府内的人离开後,秀儿也跟着管家去整理沈若带来的箱笼和用物。
“相…”
褚州瑾:“以後唤我阿兄。”
沈若真诚发问:“为什麽?”
褚州瑾不欲为其解答,轻瞥了他一眼。
沈若瞪了回去,表情认真,语气也十分笃定,道:“…若儿没有兄长,爹爹娘亲只有一个若儿!”
褚州瑾默。
轻叹一声,语气里带着些许的无奈:“不许顶嘴。”
看着他试图努力睁大的眼睛,眼珠子乱颤,一点杀伤力没有不说,还因为强撑着不眨眼,已经泛起了红色,一点不像在瞪人,反倒像是在撒娇。
褚州瑾的声音不似往常冷漠,沈若便觉得他是在哄自己,收回了不自知但旁人看来毫无威慑力的表情,勉强决定听话。
“好吧~_~”
“阿!兄!”沈若重重的满足了褚州瑾,声音清晰有力。
褚州瑾开口指路让沈若推他去书房。
刚到半路,秀儿就寻了过来:“王爷,给少爷准备的热水好了。”
“去吧。”
沈若早就累了,听话的跟着秀儿去了他的院落。
周围静默了一瞬。
褚州瑾:“去书房”
周鼎忽的不知从那个角落冒出来,站到褚州瑾身後,应道:“是”
沈若跟着秀儿到了王府里给他分配居住的院子,整个院子布局精美,装饰华贵,还有一片土地种植了许多沈若在沈府草药院子里时常能看到的小花小草。
院子角落有一方小池塘,荷花开的正旺。
一眼就能看出来是王府里的人精心布置准备了的。
秀儿和王府的丫鬟一同伺候沈若沐浴後,给他换上了王府准备的衣裳。
布料是上京时下最好的,样式也是府内最好的绣娘着手准备的,尺寸大小在他到王府之前就有人加急送了回来,穿在沈若身上及其贴身舒适。

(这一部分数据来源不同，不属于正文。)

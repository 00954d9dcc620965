//! Filesystem locations and search-path handling.

use std::path::{Path, PathBuf};

/// Environment variable holding the module search path
/// (`PATH`-separator-delimited list of directories).
pub const MODULE_PATH_ENV: &str = "MODGET_MODULE_PATH";

/// The archive cache directory.
///
/// Platform cache root when available, `.modget-cache` in the working
/// directory otherwise.
#[must_use]
pub fn cache_dir() -> PathBuf {
    dirs_next::cache_dir().map_or_else(
        || PathBuf::from(".modget-cache"),
        |p| p.join("modget").join("archives"),
    )
}

/// The default destination module tree.
#[must_use]
pub fn default_destination() -> PathBuf {
    dirs_next::data_dir().map_or_else(
        || PathBuf::from("Modules"),
        |p| p.join("modget").join("Modules"),
    )
}

/// Read the module search path from the environment.
///
/// Empty entries are skipped.
#[must_use]
pub fn search_paths_from_env() -> Vec<PathBuf> {
    match std::env::var_os(MODULE_PATH_ENV) {
        Some(raw) => std::env::split_paths(&raw)
            .filter(|p| !p.as_os_str().is_empty())
            .collect(),
        None => Vec::new(),
    }
}

/// The manifest path for a module version directory.
#[must_use]
pub fn manifest_path(version_dir: &Path, name: &str) -> PathBuf {
    version_dir.join(format!("{name}.psd1"))
}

连一向挑剔的秀儿也说不出半分不好,原生怕沈若受苦的心,也被安了下来。
王府的奢侈与细心不似作假,只求往後能如此不变就好。
书房。
褚州瑾随手拿起公文批阅,“秋歌还未到?”
周鼎:“回主子,秋公子已入城,在回王府的路上,应是快了。”
王府五百米开外,一辆马车里端坐着一位身着青衣的公子,面如冠玉,身似青竹,只是眉色微皱。
此时的秋歌心急如焚,一向自持端庄的性子在得知晋王寻得了解毒之法後,再也没能保持往常的从容,不住的催促车夫再快些。
秋歌生于仲华六年,那年大楚受天灾所祸,天降大雨,许多地界都引发了洪水,洪水褪去後,紧接着便引发了时疫。
因所涉地域甚广,地方官员安置不当,许多百姓居无定所,成为流民。
上京难免成为他们避难的首选之地,混乱间涌入不少流民,秋歌的母亲便是其中之一,也就是在那年,秋歌出生便染上了时疫,而後便被遗弃。